SOURCE INFORMATION Start Marker
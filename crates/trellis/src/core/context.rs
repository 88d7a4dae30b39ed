//! The handle a view kind receives while one of its callbacks runs.

use crate::{
    commands::Command,
    core::{
        dispatch::Dispatch, draw::Drawing, focus::FocusManager, id::ViewId, modal::Modal,
        node::ViewNode, state::StateManager, world::Core,
    },
    error::Result,
    event::Event,
    flags::{Phase, State},
    palette::Attr,
};

/// Mutable access to the kernel on behalf of one view.
///
/// The view's own kind is checked out of the arena for the duration of the
/// callback, so kernel calls that would need it again skip it or defer.
pub struct Ctx<'a> {
    /// The kernel.
    core: &'a mut Core,
    /// The view whose callback is running.
    id: ViewId,
}

impl<'a> Ctx<'a> {
    /// Build a context for `id`.
    pub(crate) fn new(core: &'a mut Core, id: ViewId) -> Self {
        Self { core, id }
    }

    /// The view whose callback is running.
    pub fn id(&self) -> ViewId {
        self.id
    }

    /// The kernel.
    pub fn core(&mut self) -> &mut Core {
        self.core
    }

    /// Shared access to the kernel.
    pub fn core_ref(&self) -> &Core {
        self.core
    }

    /// Arena data of this view.
    pub fn node(&self) -> Option<&ViewNode> {
        self.core.node(self.id)
    }

    /// This view's owner.
    pub fn owner(&self) -> Option<ViewId> {
        self.node().and_then(ViewNode::owner)
    }

    /// The current phase of this view's owner, if owned.
    pub fn owner_phase(&self) -> Option<Phase> {
        self.owner()
            .and_then(|o| self.core.node(o))
            .and_then(ViewNode::phase)
    }

    /// State flags of this view.
    pub fn state(&self) -> State {
        self.node().map(ViewNode::state).unwrap_or_default()
    }

    /// Change this view's state flags.
    pub fn set_state(&mut self, flags: State, enable: bool) -> Result<()> {
        self.core.set_state(self.id, flags, enable)
    }

    /// Make this view its owner's current child.
    pub fn select(&mut self) -> Result<()> {
        self.core.select(self.id)
    }

    /// Move focus to this view, subject to validation.
    pub fn focus(&mut self) -> Result<bool> {
        self.core.focus(self.id)
    }

    /// Redraw this view.
    pub fn draw(&mut self) -> Result<()> {
        self.core.draw_view(self.id)
    }

    /// Resolve a palette index of this view.
    pub fn color(&self, index: u8) -> Attr {
        self.core.get_color(self.id, index)
    }

    /// End the modal loop this view runs under.
    pub fn end_modal(&mut self, command: Command) -> Result<()> {
        self.core.end_modal(self.id, command)
    }

    /// Queue an event to be returned by the next `get_event`.
    pub fn put_event(&mut self, event: Event) {
        self.core.put_event(event);
    }

    /// Is the command currently enabled?
    pub fn command_enabled(&self, command: Command) -> bool {
        self.core.command_enabled(command)
    }

    /// Queue a command event from this view if the command is enabled.
    /// Returns whether it was queued.
    pub fn post_command(&mut self, command: Command) -> bool {
        self.core.post_command(self.id, command)
    }

    /// Deliver an event to `receiver` and return the view that consumed it.
    pub fn message(&mut self, receiver: ViewId, event: Event) -> Result<Option<ViewId>> {
        self.core.message(receiver, event)
    }

    /// Run `view` modally inside `group`.
    pub fn exec_view(&mut self, group: ViewId, view: Option<ViewId>) -> Result<Command> {
        self.core.exec_view(group, view)
    }
}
SOURCE INFORMATION End Marker
*EXERCISE:*
For the records above, state how many lines contain "kernel", and nothing more.

*OUTPUT FOR THIS TASK:*
5